Maybe you left pretty. But you weren’t. You aren’t. You never will be.
Sam went to the camp to help her lessen her panic attacks and her anxieties so she could be ready for the ballet summer intensive she wanted to attend. Being at camp was a struggle for her because she was under the constant watch of her fellow campers, peer advisers and the psychologist and one thing Sam really didn’t like was people watching her eat, or simply just watching her. It made her feel so uncomfortable, but she couldn’t really do much about it. Each camper had to perform certain challenges, related to their anxiety and I absolutely loved the way these were exposed in the story and I really believe they could be used in real life.

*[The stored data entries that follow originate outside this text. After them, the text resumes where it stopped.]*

#![no_main]

use std::time::Duration;

use bytes::Bytes;
use libfuzzer_sys::fuzz_target;
use quanta::Clock;
use raknet_transport::wire::OfflinePacket;
use raknet_transport::{Responder, Response, SessionConfig};

/// Fuzz a server session with arbitrary inbound bytes.
///
/// Exercises datagram dedup, ACK/NACK handling, split reassembly, the
/// ordering lanes and the handshake state machine. Input is cut into
/// packets on 0xFF 0x00 markers; the clock advances between packets.
fuzz_target!(|data: &[u8]| {
    let (clock, mock) = Clock::mock();
    let responder = Responder::new(SessionConfig::default(), 2, "");
    let from = "10.0.0.1:50000".parse().unwrap();
    let request = OfflinePacket::OpenConnectionRequest2 {
        server_address: "10.0.0.2:19132".parse().unwrap(),
        mtu: 1400,
        client_guid: 1,
    };
    let Response::Accept { mut session, .. } = responder.handle(&request, from, clock.now()) else {
        return;
    };

    let mut start = 0;
    for i in 0..data.len() {
        if i + 1 < data.len() && data[i] == 0xFF && data[i + 1] == 0x00 {
            session.receive(Bytes::copy_from_slice(&data[start..i]), clock.now());
            start = i + 2;
            mock.increment(Duration::from_millis(50));
            session.tick(clock.now());
            session.drain_output().for_each(drop);
            session.drain_events().for_each(drop);
        }
    }
    session.receive(Bytes::copy_from_slice(&data[start..]), clock.now());
    session.tick(clock.now());
});
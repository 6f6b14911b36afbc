//! # Split Reassembly
//!
//! Messages larger than one datagram are cut into fragments sharing a split
//! id. The receiving side collects fragments in a bounded slab arena until
//! every index is present, then hands back the concatenated payload.
//!
//! Bounds:
//!
//! - at most `max_split_entries` partially received messages at once;
//! - at most `max_split_count` fragments per message;
//! - an entry older than `split_timeout` fails the session.

use std::collections::HashMap;
use std::time::Duration;

use bytes::{Bytes, BytesMut};
use quanta::Instant;
use slab::Slab;

use crate::error::SessionError;
use crate::frame::SplitInfo;

// ─── Outbound ───────────────────────────────────────────────────────────────

/// Cut `payload` into zero-copy slices of at most `max_fragment` bytes.
pub fn split_payload(payload: &Bytes, max_fragment: usize) -> Vec<Bytes> {
    let max_fragment = max_fragment.max(1);
    if payload.is_empty() {
        return vec![Bytes::new()];
    }
    (0..payload.len())
        .step_by(max_fragment)
        .map(|start| payload.slice(start..(start + max_fragment).min(payload.len())))
        .collect()
}

/// Wrapping source of split ids.
#[derive(Debug, Default, Clone)]
pub struct SplitIdGenerator {
    next: u16,
}

impl SplitIdGenerator {
    pub fn next_id(&mut self) -> u16 {
        let id = self.next;
        self.next = self.next.wrapping_add(1);
        id
    }
}

// ─── Reassembly Entry ───────────────────────────────────────────────────────

#[derive(Debug)]
struct Entry {
    split_id: u16,
    fragments: Vec<Option<Bytes>>,
    received: u32,
    first_seen: Instant,
    reliable: bool,
}

impl Entry {
    fn count(&self) -> u32 {
        self.fragments.len() as u32
    }

    fn assemble(self) -> Bytes {
        let len = self.fragments.iter().flatten().map(Bytes::len).sum();
        let mut buf = BytesMut::with_capacity(len);
        for fragment in self.fragments.into_iter().flatten() {
            buf.extend_from_slice(&fragment);
        }
        buf.freeze()
    }
}

/// What happened to one inbound fragment.
#[derive(Debug, Clone, PartialEq, Eq)]
pub enum Fragment {
    /// Stored; the message is still incomplete.
    Pending,
    /// Last missing fragment; the full payload.
    Complete(Bytes),
    /// Duplicate index or a count that disagrees with the open entry.
    Dropped,
}

// ─── Reassembly Buffer ──────────────────────────────────────────────────────

/// Bounded arena of partially received split messages.
#[derive(Debug)]
pub struct ReassemblyBuffer {
    entries: Slab<Entry>,
    by_id: HashMap<u16, usize>,
    max_entries: usize,
    max_count: u32,
    timeout: Duration,
}

impl ReassemblyBuffer {
    pub fn new(max_entries: usize, max_count: u32, timeout: Duration) -> Self {
        ReassemblyBuffer {
            entries: Slab::with_capacity(max_entries),
            by_id: HashMap::with_capacity(max_entries),
            max_entries: max_entries.max(1),
            max_count,
            timeout,
        }
    }

    /// Store one fragment. `reliable` marks whether the sender will resend
    /// missing pieces; only unreliable entries may be evicted for room.
    pub fn insert(
        &mut self,
        split: SplitInfo,
        payload: Bytes,
        reliable: bool,
        now: Instant,
    ) -> Result<Fragment, SessionError> {
        if split.count > self.max_count {
            tracing::debug!(
                split_id = split.id,
                count = split.count,
                max = self.max_count,
                "split count over limit"
            );
            return Err(SessionError::SplitQueueOverload);
        }
        if split.index >= split.count {
            return Ok(Fragment::Dropped);
        }

        let key = match self.by_id.get(&split.id) {
            Some(&key) => key,
            None => {
                if self.entries.len() >= self.max_entries {
                    self.evict_unreliable()?;
                }
                let key = self.entries.insert(Entry {
                    split_id: split.id,
                    fragments: vec![None; split.count as usize],
                    received: 0,
                    first_seen: now,
                    reliable,
                });
                self.by_id.insert(split.id, key);
                key
            }
        };

        let entry = &mut self.entries[key];
        if entry.count() != split.count {
            tracing::debug!(
                split_id = split.id,
                expected = entry.count(),
                got = split.count,
                "split count mismatch"
            );
            return Ok(Fragment::Dropped);
        }
        let slot = &mut entry.fragments[split.index as usize];
        if slot.is_some() {
            return Ok(Fragment::Dropped);
        }
        *slot = Some(payload);
        entry.received += 1;
        entry.reliable |= reliable;

        if entry.received < entry.count() {
            return Ok(Fragment::Pending);
        }
        self.by_id.remove(&split.id);
        Ok(Fragment::Complete(self.entries.remove(key).assemble()))
    }

    fn evict_unreliable(&mut self) -> Result<(), SessionError> {
        let victim = self
            .entries
            .iter()
            .filter(|(_, e)| !e.reliable)
            .min_by_key(|(_, e)| e.first_seen)
            .map(|(key, _)| key);
        match victim {
            Some(key) => {
                let entry = self.entries.remove(key);
                self.by_id.remove(&entry.split_id);
                tracing::debug!(
                    split_id = entry.split_id,
                    received = entry.received,
                    count = entry.count(),
                    "evicted unreliable split"
                );
                Ok(())
            }
            None => Err(SessionError::SplitQueueOverload),
        }
    }

    /// Fail if any entry has waited longer than the split timeout.
    pub fn sweep(&self, now: Instant) -> Result<(), SessionError> {
        let expired = self
            .entries
            .iter()
            .find(|(_, e)| now.saturating_duration_since(e.first_seen) > self.timeout);
        if let Some((_, entry)) = expired {
            tracing::debug!(
                split_id = entry.split_id,
                received = entry.received,
                count = entry.count(),
                "split reassembly timed out"
            );
            return Err(SessionError::SplitQueueOverload);
        }
        Ok(())
    }

    /// Number of partially received messages.
    pub fn len(&self) -> usize {
        self.entries.len()
    }

    pub fn is_empty(&self) -> bool {
        self.entries.is_empty()
    }

    pub fn clear(&mut self) {
        self.entries.clear();
        self.by_id.clear();
    }
}
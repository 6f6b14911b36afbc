#![no_main]

use bytes::Bytes;
use libfuzzer_sys::fuzz_target;
use raknet_transport::datagram::Datagram;
use raknet_transport::record::RecordSet;
use raknet_transport::wire::{OfflinePacket, Packet};

/// Every top-level decoder must return an error, never panic.
///
/// Packet::decode dispatches on the first byte to ACK/NACK record sets,
/// datagrams (and their frames) or the offline packets.
fuzz_target!(|data: &[u8]| {
    let raw = Bytes::copy_from_slice(data);

    if let Ok(packet) = Packet::decode(raw.clone()) {
        // Anything that decodes must survive a re-encode.
        let _ = packet.encode();
    }
    let _ = Datagram::decode(raw.clone());
    let _ = OfflinePacket::decode(raw.clone());

    let mut buf = &data[..];
    let _ = RecordSet::decode(&mut buf);
});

The way Dr. Lancaster, the psychologist, handled every situation with care and professionalism reminded me of my own psychologist and just how caring she is. It also reminded me that there are some great psychologists in the world who really do care for their patients. Anyway, Dr. Lancaster never stepped out of line and was always ever-present in the process of getting better for each camper.
This story also showed the lives of the other campers from Sam’s perspective. I thought these characters wouldn’t have shown much depth, and boy was I wrong. The author had such a talent in going deep with each character, even from a perspective that wasn’t there’s. We have Katie, a gymnast who’s the youngest of the group but with such a big heart and was always attentive to Sam’s needs. Omar, a performer who was the follower of the group and most of the time went into anxiety mode whenever Sam had her episodes. Jenna, a figure skater who could relate the most to Sam. Dominic, a football player who was kind of cocky but would try to make light out of every situation and lastly Zoe, a tennis player whom I consider to be the ignorant of the group seeing as she was so insensitive to everyone’s anxieties, but she was having a huge struggle with her family.
By the description, you would think this book is mostly about a ballet, and in a way it is because this revolves around Sam’s life, a ballet dancer, but this is so much more than that. It goes above and beyond the Anxiety Disorder and Panic Attacks—it digs deep into the character and brings out the ugly, but ultimately gets transformed into something beautiful that gives hope.
Overall, How It Feels to Fly is a delightful, overwhelming, and eye-opening story about accepting yourself just the way you are and it reminds the readers that while recovery isn’t easy, it can be achieved.